New KJV Workbook Helps Clarify Bible Versions Issue
A little boy sat beside his father in the pew, proudly cradling his new Bible. As the pastor stood to speak, the boy opened his Bible anticipating the pastor’s sermon text. The pastor announced it and the boy quickly found the verses.
But as the pastor began to read, the boy’s face clouded with confusion. The words he was hearing were different than what he was reading. He double checked the verses—then stared at the pastor in bewilderment. Glancing back to his Bible, he again struggled to follow along. No use. He finally closed his Bible and tried to focus his attention on the sermon. After all, the pastor was the PASTOR; he must have the right Bible. Something must be wrong with MY Bible, thought the boy.
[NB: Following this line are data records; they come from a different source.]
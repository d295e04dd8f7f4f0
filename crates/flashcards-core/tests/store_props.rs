// Rust guideline compliant 2026-10-19

//! Property-based tests for the card store.
//!
//! These tests validate insertion order, duplicate rejection and the
//! export/import round-trip across generated card sets.

use flashcards_core::{Card, CardStore, Dialogue, Hardest, ImportOutcome, ScriptedPrompter, Transcript};
use proptest::prelude::*;
use std::collections::HashSet;
use tempfile::TempDir;

/// Generates cards with distinct terms and distinct definitions.
///
/// Terms and definitions use disjoint alphabets and never contain the
/// `", "` separator.
fn arb_cards() -> impl Strategy<Value = Vec<Card>> {
    prop::collection::vec(
        (
            prop::string::string_regex("[a-m]{1,12}").unwrap(),
            prop::string::string_regex("[n-z ]{0,8}[n-z]").unwrap(),
            0u32..50,
        ),
        0..20,
    )
    .prop_map(|raw| {
        let mut terms = HashSet::new();
        let mut definitions = HashSet::new();
        raw.into_iter()
            .filter(|(term, definition, _)| {
                terms.insert(term.clone()) && definitions.insert(definition.clone())
            })
            .map(|(term, definition, errors)| Card::with_errors(term, definition, errors))
            .collect()
    })
}

fn store_from(cards: &[Card]) -> CardStore {
    let mut store = CardStore::new();
    for card in cards {
        store.insert(card.clone()).expect("distinct cards insert");
    }
    store
}

proptest! {
    #[test]
    fn prop_insert_preserves_cards_in_order(cards in arb_cards()) {
        let store = store_from(&cards);
        prop_assert_eq!(store.cards(), cards);
    }

    #[test]
    fn prop_duplicate_term_never_changes_store(cards in arb_cards(), definition in "[0-9]{1,5}") {
        prop_assume!(!cards.is_empty());
        let mut store = store_from(&cards);
        let target = &cards[cards.len() / 2];

        let result = store.insert(Card::new(target.term.clone(), definition));
        prop_assert!(result.is_err());
        prop_assert_eq!(store.cards(), cards);
    }

    #[test]
    fn prop_duplicate_definition_rejected(cards in arb_cards(), term in "[0-9]{1,5}") {
        prop_assume!(!cards.is_empty());
        let mut store = store_from(&cards);
        let target = &cards[0];

        let result = store.insert(Card::new(term.clone(), target.definition.clone()));
        prop_assert!(result.is_err());
        prop_assert!(!store.check_term(&term));
    }

    #[test]
    fn prop_reverse_map_is_injective(cards in arb_cards()) {
        let store = store_from(&cards);
        let reverse = store.reverse_map();
        prop_assert_eq!(reverse.len(), cards.len());
        for card in &cards {
            prop_assert_eq!(reverse.get(&card.definition), Some(&card.term));
        }
    }

    #[test]
    fn prop_export_import_round_trip(cards in arb_cards()) {
        let temp_dir = TempDir::new().unwrap();
        let path = temp_dir.path().join("cards.txt");
        let original = store_from(&cards);
        prop_assert_eq!(original.export(&path).unwrap(), cards.len());

        let mut restored = CardStore::new();
        let mut prompter = ScriptedPrompter::default();
        let mut transcript = Transcript::new();
        let mut dialogue = Dialogue::new(&mut prompter, &mut transcript);
        let outcome = restored.import(&path, &mut dialogue).unwrap();

        prop_assert_eq!(outcome, ImportOutcome::Loaded(cards.len()));
        prop_assert_eq!(restored.cards(), cards);
    }

    #[test]
    fn prop_reset_zeroes_every_count(cards in arb_cards()) {
        let mut store = store_from(&cards);
        store.reset_stats();
        prop_assert_eq!(store.hardest(), Hardest::NoErrors);
        let terms: Vec<String> = store.cards().into_iter().map(|c| c.term).collect();
        let expected: Vec<String> = cards.into_iter().map(|c| c.term).collect();
        prop_assert_eq!(terms, expected);
    }

    #[test]
    fn prop_hardest_matches_maximum(cards in arb_cards()) {
        let store = store_from(&cards);
        let max = cards.iter().map(|c| c.errors).max().unwrap_or(0);
        let tied: Vec<String> = cards
            .iter()
            .filter(|c| c.errors == max)
            .map(|c| c.term.clone())
            .collect();

        match store.hardest() {
            Hardest::NoErrors => prop_assert_eq!(max, 0),
            Hardest::Single { term, errors } => {
                prop_assert_eq!(errors, max);
                prop_assert_eq!(vec![term], tied);
            }
            Hardest::Tied(terms) => {
                prop_assert!(terms.len() > 1);
                prop_assert_eq!(terms, tied);
            }
        }
    }
}
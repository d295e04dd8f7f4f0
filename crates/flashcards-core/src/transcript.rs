// Rust guideline compliant 2026-10-19

//! Session transcript recording.
//!
//! Every prompt, answer and notice of a session is forwarded to a
//! [`TranscriptSink`]. The in-memory [`Transcript`] keeps those lines until
//! the user asks for them to be written to a file.

use crate::Result;
use std::path::Path;

/// Default prefix marking lines the user typed.
pub const DEFAULT_INPUT_MARKER: &str = "> ";

/// Receiver for transcript lines.
pub trait TranscriptSink {
    /// Records one line. `is_output` is false for user-supplied input.
    fn write(&mut self, line: &str, is_output: bool);
}

/// In-memory transcript of a session.
#[derive(Debug, Clone)]
pub struct Transcript {
    lines: Vec<String>,
    input_marker: String,
}

impl Default for Transcript {
    fn default() -> Self {
        Self::new()
    }
}

impl Transcript {
    /// Creates an empty transcript using the default input marker.
    pub fn new() -> Self {
        Self::with_input_marker(DEFAULT_INPUT_MARKER)
    }

    /// Creates an empty transcript with a custom input marker.
    pub fn with_input_marker(marker: impl Into<String>) -> Self {
        Self {
            lines: Vec::new(),
            input_marker: marker.into(),
        }
    }

    /// Returns the recorded lines in order.
    pub fn lines(&self) -> &[String] {
        &self.lines
    }

    /// Returns the accumulated transcript, one line per recorded entry.
    pub fn contents(&self) -> String {
        let mut out = String::new();
        for line in &self.lines {
            out.push_str(line);
            out.push('\n');
        }
        out
    }

    /// Writes the accumulated transcript verbatim to `path`.
    ///
    /// # Errors
    ///
    /// Returns an error if the file cannot be created or written.
    pub fn save(&self, path: &Path) -> Result<()> {
        std::fs::write(path, self.contents())?;
        tracing::debug!(path = %path.display(), lines = self.lines.len(), "transcript saved");
        Ok(())
    }
}

impl TranscriptSink for Transcript {
    fn write(&mut self, line: &str, is_output: bool) {
        if is_output {
            self.lines.push(line.to_string());
        } else {
            self.lines.push(format!("{}{}", self.input_marker, line));
        }
    }
}
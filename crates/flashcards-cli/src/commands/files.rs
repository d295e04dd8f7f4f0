// Rust guideline compliant 2026-10-19

//! Implementation of the `import`, `export` and `log` actions.

use flashcards_core::{
    CardStore, Dialogue, Notice, Prompt, Prompter, Result, Transcript,
};
use std::path::{Path, PathBuf};

fn resolve_path(path: Option<&Path>, dialogue: &mut Dialogue<'_>) -> Result<PathBuf> {
    match path {
        Some(path) => Ok(path.to_path_buf()),
        None => Ok(PathBuf::from(dialogue.ask(Prompt::FileName)?)),
    }
}

/// Imports a card file, asking for the file name when `path` is `None`.
///
/// # Errors
///
/// Returns an error if a line of the file is malformed, and propagates
/// dialogue failures. A file that cannot be opened is reported to the user.
pub fn import(
    store: &mut CardStore,
    dialogue: &mut Dialogue<'_>,
    path: Option<&Path>,
) -> Result<()> {
    let path = resolve_path(path, dialogue)?;
    let outcome = store.import(&path, dialogue)?;
    dialogue.tell(Notice::from(&outcome))
}

/// Exports every card, asking for the file name when `path` is `None`.
///
/// # Errors
///
/// Returns an error if the file cannot be written.
pub fn export(store: &CardStore, dialogue: &mut Dialogue<'_>, path: Option<&Path>) -> Result<()> {
    let path = resolve_path(path, dialogue)?;
    let count = store.export(&path)?;
    dialogue.tell(Notice::Saved { count })
}

/// Writes the session transcript to a file chosen by the user.
///
/// The saved file holds everything up to and including the file name
/// answer; the confirmation is recorded afterwards.
///
/// # Errors
///
/// Returns an error if the transcript cannot be written.
pub fn log(transcript: &mut Transcript, prompter: &mut dyn Prompter) -> Result<()> {
    let file_name = Dialogue::new(prompter, transcript).ask(Prompt::FileName)?;
    transcript.save(Path::new(&file_name))?;
    Dialogue::new(prompter, transcript).tell(Notice::LogSaved)
}
//! Hand-rolled AWS plumbing for the collector: SigV4 request signing,
//! env/STS credential resolution, and the Secrets Manager credential store.
//!
//! The API surface is small enough that the clients are written directly over
//! `reqwest` rather than pulling in a vendor SDK.

pub mod credentials;
pub mod error;
pub mod secrets;
pub mod sigv4;

use async_trait::async_trait;
use dbmon_common::types::CredentialRecord;

use crate::error::Result;

/// Credential store contract: lists collection-eligible credential ids and
/// resolves one id to its validated record.
#[async_trait]
pub trait CredentialSource: Send + Sync {
    /// Ids of credentials tagged for collection.
    ///
    /// # Errors
    ///
    /// Returns an error when the store itself is unreachable; per-credential
    /// problems surface from [`CredentialSource::fetch_credential`] instead.
    async fn list_credential_ids(&self) -> Result<Vec<String>>;

    /// Fetches and validates the payload for one credential id.
    ///
    /// # Errors
    ///
    /// Returns an error when the fetch fails or the payload does not satisfy
    /// the credential schema.
    async fn fetch_credential(&self, id: &str) -> Result<CredentialRecord>;
}
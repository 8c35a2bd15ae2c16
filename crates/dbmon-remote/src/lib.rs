//! Prometheus remote-write bridge
//!
//! Flattens gathered metric families into canonical time series
//! ([`encode()`]), serializes them into the remote-write protobuf schema
//! ([`prompb`]) and delivers them compressed and SigV4-signed
//! ([`client`]). Delivery is at-most-once per cycle; nothing is queued or
//! retried here.

pub mod client;
pub mod encode;
pub mod error;
pub mod prompb;

pub use client::RemoteWriteClient;
pub use encode::{encode, RemoteWriteBatch};
pub use error::{RemoteWriteError, Result};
How sad, that, in this true story, the pastor has replaced the written Word as the final authority for biblical truth. We are fast becoming no longer “people of the Book.” How can we be when there are so many “books” that all say “Holy Bible” on the cover, but disagree in so many ways? Confidence in the written word is being replaced with confidence in the opinions of imperfect men.
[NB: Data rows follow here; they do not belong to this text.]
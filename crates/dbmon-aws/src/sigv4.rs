use chrono::{DateTime, Utc};
use hmac::{Hmac, Mac};
use reqwest::Url;
use sha2::{Digest, Sha256};

use crate::credentials::AwsCredentials;
use crate::error::{AwsError, Result};

type HmacSha256 = Hmac<Sha256>;

/// Headers produced by signing one request. `security_token` is present when
/// the signing credentials are temporary and must travel with the request.
#[derive(Debug, Clone)]
pub struct SignedHeaders {
    pub authorization: String,
    pub amz_date: String,
    pub security_token: Option<String>,
}

/// AWS Signature Version 4 signing algorithm.
///
/// `extra_headers` are request headers to fold into the signature as
/// `(name, value)` pairs; `host` and `x-amz-date` are always signed, and
/// `x-amz-security-token` joins them when the credentials carry one.
pub fn sign(
    credentials: &AwsCredentials,
    region: &str,
    service: &str,
    method: &str,
    url: &Url,
    extra_headers: &[(&str, &str)],
    payload: &[u8],
    now: DateTime<Utc>,
) -> Result<SignedHeaders> {
    let amz_date = now.format("%Y%m%dT%H%M%SZ").to_string();
    let date = now.format("%Y%m%d").to_string();

    let host = match (url.host_str(), url.port()) {
        (Some(h), Some(p)) => format!("{h}:{p}"),
        (Some(h), None) => h.to_string(),
        (None, _) => return Err(AwsError::ConfigError("request URL has no host".to_string())),
    };

    // Step 1: Build canonical request
    let canonical_uri = if url.path().is_empty() { "/" } else { url.path() };
    let canonical_querystring = canonical_query(url);

    let mut headers: Vec<(String, String)> = vec![
        ("host".to_string(), host),
        ("x-amz-date".to_string(), amz_date.clone()),
    ];
    for (name, value) in extra_headers {
        headers.push((name.to_lowercase(), value.trim().to_string()));
    }
    if let Some(token) = credentials.session_token.as_deref() {
        headers.push(("x-amz-security-token".to_string(), token.to_string()));
    }
    headers.sort_by(|a, b| a.0.cmp(&b.0));

    let canonical_headers: String = headers
        .iter()
        .map(|(name, value)| format!("{name}:{value}\n"))
        .collect();
    let signed_headers = headers
        .iter()
        .map(|(name, _)| name.as_str())
        .collect::<Vec<_>>()
        .join(";");

    let hashed_payload = format!("{:x}", Sha256::digest(payload));
    let canonical_request = format!(
        "{method}\n{canonical_uri}\n{canonical_querystring}\n{canonical_headers}\n{signed_headers}\n{hashed_payload}"
    );
    let hashed_canonical_request = format!("{:x}", Sha256::digest(canonical_request.as_bytes()));

    // Step 2: Build string to sign
    let credential_scope = format!("{date}/{region}/{service}/aws4_request");
    let string_to_sign = format!(
        "AWS4-HMAC-SHA256\n{amz_date}\n{credential_scope}\n{hashed_canonical_request}"
    );

    // Step 3: Calculate signature
    let secret_date = hmac_sha256(
        format!("AWS4{}", credentials.secret_access_key).as_bytes(),
        date.as_bytes(),
    )?;
    let secret_region = hmac_sha256(&secret_date, region.as_bytes())?;
    let secret_service = hmac_sha256(&secret_region, service.as_bytes())?;
    let secret_signing = hmac_sha256(&secret_service, b"aws4_request")?;
    let signature = hex::encode(hmac_sha256(&secret_signing, string_to_sign.as_bytes())?);

    // Step 4: Build authorization header
    let authorization = format!(
        "AWS4-HMAC-SHA256 Credential={}/{}, SignedHeaders={}, Signature={}",
        credentials.access_key_id, credential_scope, signed_headers, signature
    );

    Ok(SignedHeaders {
        authorization,
        amz_date,
        security_token: credentials.session_token.clone(),
    })
}

/// Query pairs sorted by their encoded form, as the signature requires.
fn canonical_query(url: &Url) -> String {
    let mut pairs: Vec<(String, String)> = url
        .query_pairs()
        .map(|(k, v)| (uri_encode(&k), uri_encode(&v)))
        .collect();
    pairs.sort();
    pairs
        .iter()
        .map(|(k, v)| format!("{k}={v}"))
        .collect::<Vec<_>>()
        .join("&")
}

/// RFC 3986 percent-encoding with the unreserved set AWS expects.
pub(crate) fn uri_encode(input: &str) -> String {
    let mut out = String::with_capacity(input.len());
    for byte in input.bytes() {
        match byte {
            b'A'..=b'Z' | b'a'..=b'z' | b'0'..=b'9' | b'-' | b'.' | b'_' | b'~' => {
                out.push(byte as char);
            }
            _ => out.push_str(&format!("%{byte:02X}")),
        }
    }
    out
}

/// HMAC-SHA256 helper function
fn hmac_sha256(key: &[u8], data: &[u8]) -> Result<Vec<u8>> {
    let mut mac =
        HmacSha256::new_from_slice(key).map_err(|e| AwsError::HmacError(e.to_string()))?;
    mac.update(data);
    Ok(mac.finalize().into_bytes().to_vec())
}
Like the little boy in our story, many of our young people are under stress because of the variety of Bible “versions.” Publishers are targeting the kids for acceptance of the polluted versions at an early age.
Pastor Gary Miller has devised a simple “workbook” to help his people understand the Bible version issue and why the King James Version is God’s perfectly preserved words in English.
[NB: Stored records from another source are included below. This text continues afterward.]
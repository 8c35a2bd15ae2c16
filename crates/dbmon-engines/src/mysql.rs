//! MySQL engine probe
//!
//! Connects with a small lazy pool and refreshes a handful of
//! `mysql_global_status_*` gauges per probe, mirroring the subset of
//! server status the fleet dashboards consume.

use std::sync::Arc;
use std::time::{Duration, Instant};

use async_trait::async_trait;
use dbmon_common::types::{ConnectionParams, EngineKind};
use prometheus::core::{Collector, Desc};
use prometheus::{Gauge, IntGauge, Registry};
use sqlx::mysql::{MySqlConnectOptions, MySqlPoolOptions, MySqlSslMode};
use sqlx::{MySqlPool, Row};

use crate::{EngineCollector, Result};

const MAX_POOL_CONNECTIONS: u32 = 2;
const ACQUIRE_TIMEOUT: Duration = Duration::from_secs(10);

/// MySQL probe collector holding its pool and gauge handles
pub struct MysqlCollector {
    pool: MySqlPool,
    up: IntGauge,
    probe_duration: Gauge,
    uptime: IntGauge,
    threads_connected: IntGauge,
    questions: IntGauge,
}

impl MysqlCollector {
    /// Build a collector for one instance and register its metrics on the
    /// per-instance registry. The pool is lazy, so construction never dials
    /// the host.
    pub fn register(
        registry: &Registry,
        params: &ConnectionParams,
    ) -> Result<Arc<dyn EngineCollector>> {
        // Probes connect without a schema, matching how the monitoring
        // accounts are provisioned.
        let options = MySqlConnectOptions::new()
            .host(&params.host)
            .port(params.port)
            .username(&params.username)
            .password(&params.password)
            .ssl_mode(MySqlSslMode::Disabled);

        let pool = MySqlPoolOptions::new()
            .max_connections(MAX_POOL_CONNECTIONS)
            .acquire_timeout(ACQUIRE_TIMEOUT)
            .connect_lazy_with(options);

        let up = IntGauge::new("mysql_up", "Whether the last MySQL probe succeeded")?;
        let probe_duration = Gauge::new(
            "mysql_probe_duration_seconds",
            "Duration of the last MySQL probe",
        )?;
        let uptime = IntGauge::new(
            "mysql_global_status_uptime",
            "Seconds the server has been up",
        )?;
        let threads_connected = IntGauge::new(
            "mysql_global_status_threads_connected",
            "Currently open connections",
        )?;
        let questions = IntGauge::new(
            "mysql_global_status_questions",
            "Statements executed by clients",
        )?;

        registry.register(Box::new(up.clone()))?;
        registry.register(Box::new(probe_duration.clone()))?;
        registry.register(Box::new(uptime.clone()))?;
        registry.register(Box::new(threads_connected.clone()))?;
        registry.register(Box::new(questions.clone()))?;

        Ok(Arc::new(Self {
            pool,
            up,
            probe_duration,
            uptime,
            threads_connected,
            questions,
        }))
    }

    async fn refresh_status(&self) -> Result<()> {
        let rows = sqlx::query(
            "SHOW GLOBAL STATUS WHERE Variable_name IN \
             ('Uptime', 'Threads_connected', 'Questions')",
        )
        .fetch_all(&self.pool)
        .await?;

        for row in rows {
            let name: String = row.try_get(0)?;
            let value: String = row.try_get(1)?;
            // Status values arrive as strings; skip anything non-numeric.
            let Ok(value) = value.parse::<i64>() else {
                continue;
            };
            match name.as_str() {
                "Uptime" => self.uptime.set(value),
                "Threads_connected" => self.threads_connected.set(value),
                "Questions" => self.questions.set(value),
                _ => {}
            }
        }
        Ok(())
    }
}

#[async_trait]
impl EngineCollector for MysqlCollector {
    fn engine_kind(&self) -> EngineKind {
        EngineKind::Mysql
    }

    async fn probe(&self) -> Result<()> {
        let started = Instant::now();
        let result = self.refresh_status().await;
        self.probe_duration.set(started.elapsed().as_secs_f64());
        match result {
            Ok(()) => {
                self.up.set(1);
                Ok(())
            }
            Err(e) => {
                self.up.set(0);
                Err(e)
            }
        }
    }

    fn describe(&self) -> Vec<Desc> {
        let mut descs = Vec::new();
        for metric_descs in [
            self.up.desc(),
            self.probe_duration.desc(),
            self.uptime.desc(),
            self.threads_connected.desc(),
            self.questions.desc(),
        ] {
            descs.extend(metric_descs.into_iter().cloned());
        }
        descs
    }

    async fn shutdown(&self) {
        self.pool.close().await;
    }
}

#[cfg(test)]
mod tests {
    use super::*;

    fn test_params() -> ConnectionParams {
        ConnectionParams {
            host: "orders-db.cluster-abc123.us-west-2.rds.amazonaws.com".to_string(),
            port: 3306,
            username: "monitor".to_string(),
            password: "s3cret".to_string(),
            dbname: None,
        }
    }

    #[tokio::test]
    async fn should_register_probe_metrics() {
        let registry = Registry::new();
        let collector = MysqlCollector::register(&registry, &test_params()).unwrap();

        let names: Vec<String> = registry
            .gather()
            .iter()
            .map(|f| f.get_name().to_string())
            .collect();
        assert!(names.contains(&"mysql_up".to_string()));
        assert!(names.contains(&"mysql_global_status_uptime".to_string()));
        assert_eq!(names.len(), 5);
        assert_eq!(collector.engine_kind(), EngineKind::Mysql);
    }

    #[tokio::test]
    async fn should_reject_double_registration() {
        let registry = Registry::new();
        MysqlCollector::register(&registry, &test_params()).unwrap();
        assert!(MysqlCollector::register(&registry, &test_params()).is_err());
    }

    #[tokio::test]
    async fn should_close_pool_without_connecting() {
        let registry = Registry::new();
        let collector = MysqlCollector::register(&registry, &test_params()).unwrap();
        collector.shutdown().await;
    }
}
The workbook is called "Why the King James Bible is the Perfect Word of God." In five simple lessons the student is walked through the issues, using scripture to prove that God inspired His words, God preserved His words, that God has a purpose for His words and that we can find God’s inspired and perfectly preserved words in English in the 1611 King James Bible.
The workbook provides fill-in blanks to keep the reader focused on the subject. It uses dozens of scriptures to prove the points. When finished, the student has both a new understanding and appreciation of the KJV, and a 48-page booklet to refer back to when future Bible version questions arise. He can share it with friends (and anyone else) who may also be confused about this issue.
While the book is simple enough to use in a young people’s Sunday school class, it is makes an excellent guide for adult training sessions on this subject. The inexpensive format allows each student to have his personal copy when completed.
Chick Publications has made this workbook available to youth leaders and other pastors and teachers who need help bringing clarity to this issue.